_Records for this task:_

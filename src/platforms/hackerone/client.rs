// src/platforms/hackerone/client.rs
use std::sync::Arc;
use std::time::Duration;

use tracing::{debug, warn};
use url::Url;

use crate::error::{Result, ScopeError};
use crate::http::{Credential, RawResponse, Transport};

pub const DEFAULT_API_URL: &str = "https://api.hackerone.com/v1/hackers";
pub const DEFAULT_PROGRAM_URL: &str = "https://hackerone.com";

/// Fixed wait-and-retry policy for rate-limited responses
#[derive(Debug, Clone, Copy, PartialEq, Eq)]
pub struct RetryPolicy {
    /// Total attempts per request, including the first one
    pub max_attempts: u32,
    /// Pause between two attempts
    pub wait: Duration,
    /// Status the API uses to signal rate limiting
    pub rate_limit_status: u16,
}

impl Default for RetryPolicy {
    fn default() -> Self {
        Self {
            max_attempts: 10,
            wait: Duration::from_secs(5),
            rate_limit_status: 429,
        }
    }
}

#[derive(Debug, Clone)]
pub struct ClientSettings {
    pub api_url: String,
    pub program_url: String,
    pub retry: RetryPolicy,
}

impl Default for ClientSettings {
    fn default() -> Self {
        Self {
            api_url: DEFAULT_API_URL.to_string(),
            program_url: DEFAULT_PROGRAM_URL.to_string(),
            retry: RetryPolicy::default(),
        }
    }
}

/// Authenticated HackerOne hacker API client with rate-limit retries
pub struct HackerOneClient {
    transport: Arc<dyn Transport>,
    credential: Credential,
    api_url: Url,
    program_url: String,
    retry: RetryPolicy,
}

impl HackerOneClient {
    pub fn new(
        transport: Arc<dyn Transport>,
        credential: Credential,
        settings: ClientSettings,
    ) -> Result<Self> {
        let api_url = Url::parse(&settings.api_url).map_err(|e| ScopeError::InvalidUrl {
            url: settings.api_url.clone(),
            reason: e.to_string(),
        })?;

        if api_url.cannot_be_a_base() {
            return Err(ScopeError::InvalidUrl {
                url: settings.api_url,
                reason: "not a base URL".to_string(),
            });
        }

        Ok(Self {
            transport,
            credential,
            api_url,
            program_url: settings.program_url.trim_end_matches('/').to_string(),
            retry: settings.retry,
        })
    }

    /// First page of the program listing
    pub fn programs_url(&self) -> Result<String> {
        self.endpoint(&["programs"])
    }

    /// Detail endpoint of a single program
    pub fn program_detail_url(&self, handle: &str) -> Result<String> {
        self.endpoint(&["programs", handle])
    }

    /// Public page of a program
    pub fn public_program_url(&self, handle: &str) -> String {
        format!("{}/{}", self.program_url, handle)
    }

    fn endpoint(&self, segments: &[&str]) -> Result<String> {
        let mut url = self.api_url.clone();
        url.path_segments_mut()
            .map_err(|_| ScopeError::InvalidUrl {
                url: self.api_url.to_string(),
                reason: "not a base URL".to_string(),
            })?
            .pop_if_empty()
            .extend(segments);
        Ok(url.into())
    }

    /// GET `url`, retrying while the API answers with the rate-limit status
    ///
    /// Any non-success status left once retries stop is fatal, as is a
    /// transport error on any attempt.
    pub async fn get_with_retry(&self, url: &str) -> Result<RawResponse> {
        let authorization = self.credential.header_value();
        let headers = [("Authorization", authorization.as_str())];
        let max_attempts = self.retry.max_attempts.max(1);
        let mut attempt = 0;

        loop {
            attempt += 1;
            let response = self.transport.get(url, &headers).await?;

            if response.status != self.retry.rate_limit_status {
                debug!("GET {} -> {} (attempt {})", url, response.status, attempt);

                return match response.status {
                    401 => Err(ScopeError::Unauthorized),
                    status if status > 200 => Err(ScopeError::UnexpectedStatus {
                        url: url.to_string(),
                        status,
                    }),
                    _ => Ok(response),
                };
            }

            if attempt >= max_attempts {
                return Err(ScopeError::RateLimited {
                    url: url.to_string(),
                    attempts: attempt,
                });
            }

            warn!(
                "Rate limited on {} (attempt {}/{}). Retrying in {:?}",
                url, attempt, max_attempts, self.retry.wait
            );
            tokio::time::sleep(self.retry.wait).await;
        }
    }
}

_What is required:_ Every line of the data must appear again in the answer, exactly as written.

_Result of this task:_
filename src/platforms/hackerone/client.rs
// src/platforms/hackerone/client.rs
use std::sync::Arc;
use std::time::Duration;

use tracing::{debug, warn};
use url::Url;

use crate::error::{Result, ScopeError};
use crate::http::{Credential, RawResponse, Transport};

pub const DEFAULT_API_URL: &str = "https://api.hackerone.com/v1/hackers";
pub const DEFAULT_PROGRAM_URL: &str = "https://hackerone.com";

/// Fixed wait-and-retry policy for rate-limited responses
#[derive(Debug, Clone, Copy, PartialEq, Eq)]
pub struct RetryPolicy {
    /// Total attempts per request, including the first one
    pub max_attempts: u32,
    /// Pause between two attempts
    pub wait: Duration,
    /// Status the API uses to signal rate limiting
    pub rate_limit_status: u16,
}

impl Default for RetryPolicy {
    fn default() -> Self {
        Self {
            max_attempts: 10,
            wait: Duration::from_secs(5),
            rate_limit_status: 429,
        }
    }
}

#[derive(Debug, Clone)]
pub struct ClientSettings {
    pub api_url: String,
    pub program_url: String,
    pub retry: RetryPolicy,
}

impl Default for ClientSettings {
    fn default() -> Self {
        Self {
            api_url: DEFAULT_API_URL.to_string(),
            program_url: DEFAULT_PROGRAM_URL.to_string(),
            retry: RetryPolicy::default(),
        }
    }
}

/// Authenticated HackerOne hacker API client with rate-limit retries
pub struct HackerOneClient {
    transport: Arc<dyn Transport>,
    credential: Credential,
    api_url: Url,
    program_url: String,
    retry: RetryPolicy,
}

impl HackerOneClient {
    pub fn new(
        transport: Arc<dyn Transport>,
        credential: Credential,
        settings: ClientSettings,
    ) -> Result<Self> {
        let api_url = Url::parse(&settings.api_url).map_err(|e| ScopeError::InvalidUrl {
            url: settings.api_url.clone(),
            reason: e.to_string(),
        })?;

        if api_url.cannot_be_a_base() {
            return Err(ScopeError::InvalidUrl {
                url: settings.api_url,
                reason: "not a base URL".to_string(),
            });
        }

        Ok(Self {
            transport,
            credential,
            api_url,
            program_url: settings.program_url.trim_end_matches('/').to_string(),
            retry: settings.retry,
        })
    }

    /// First page of the program listing
    pub fn programs_url(&self) -> Result<String> {
        self.endpoint(&["programs"])
    }

    /// Detail endpoint of a single program
    pub fn program_detail_url(&self, handle: &str) -> Result<String> {
        self.endpoint(&["programs", handle])
    }

    /// Public page of a program
    pub fn public_program_url(&self, handle: &str) -> String {
        format!("{}/{}", self.program_url, handle)
    }

    fn endpoint(&self, segments: &[&str]) -> Result<String> {
        let mut url = self.api_url.clone();
        url.path_segments_mut()
            .map_err(|_| ScopeError::InvalidUrl {
                url: self.api_url.to_string(),
                reason: "not a base URL".to_string(),
            })?
            .pop_if_empty()
            .extend(segments);
        Ok(url.into())
    }

    /// GET `url`, retrying while the API answers with the rate-limit status
    ///
    /// Any non-success status left once retries stop is fatal, as is a
    /// transport error on any attempt.
    pub async fn get_with_retry(&self, url: &str) -> Result<RawResponse> {
        let authorization = self.credential.header_value();
        let headers = [("Authorization", authorization.as_str())];
        let max_attempts = self.retry.max_attempts.max(1);
        let mut attempt = 0;

        loop {
            attempt += 1;
            let response = self.transport.get(url, &headers).await?;

            if response.status != self.retry.rate_limit_status {
                debug!("GET {} -> {} (attempt {})", url, response.status, attempt);

                return match response.status {
                    401 => Err(ScopeError::Unauthorized),
                    status if status > 200 => Err(ScopeError::UnexpectedStatus {
                        url: url.to_string(),
                        status,
                    }),
                    _ => Ok(response),
                };
            }

            if attempt >= max_attempts {
                return Err(ScopeError::RateLimited {
                    url: url.to_string(),
                    attempts: attempt,
                });
            }

            warn!(
                "Rate limited on {} (attempt {}/{}). Retrying in {:?}",
                url, attempt, max_attempts, self.retry.wait
            );
            tokio::time::sleep(self.retry.wait).await;
        }
    }
}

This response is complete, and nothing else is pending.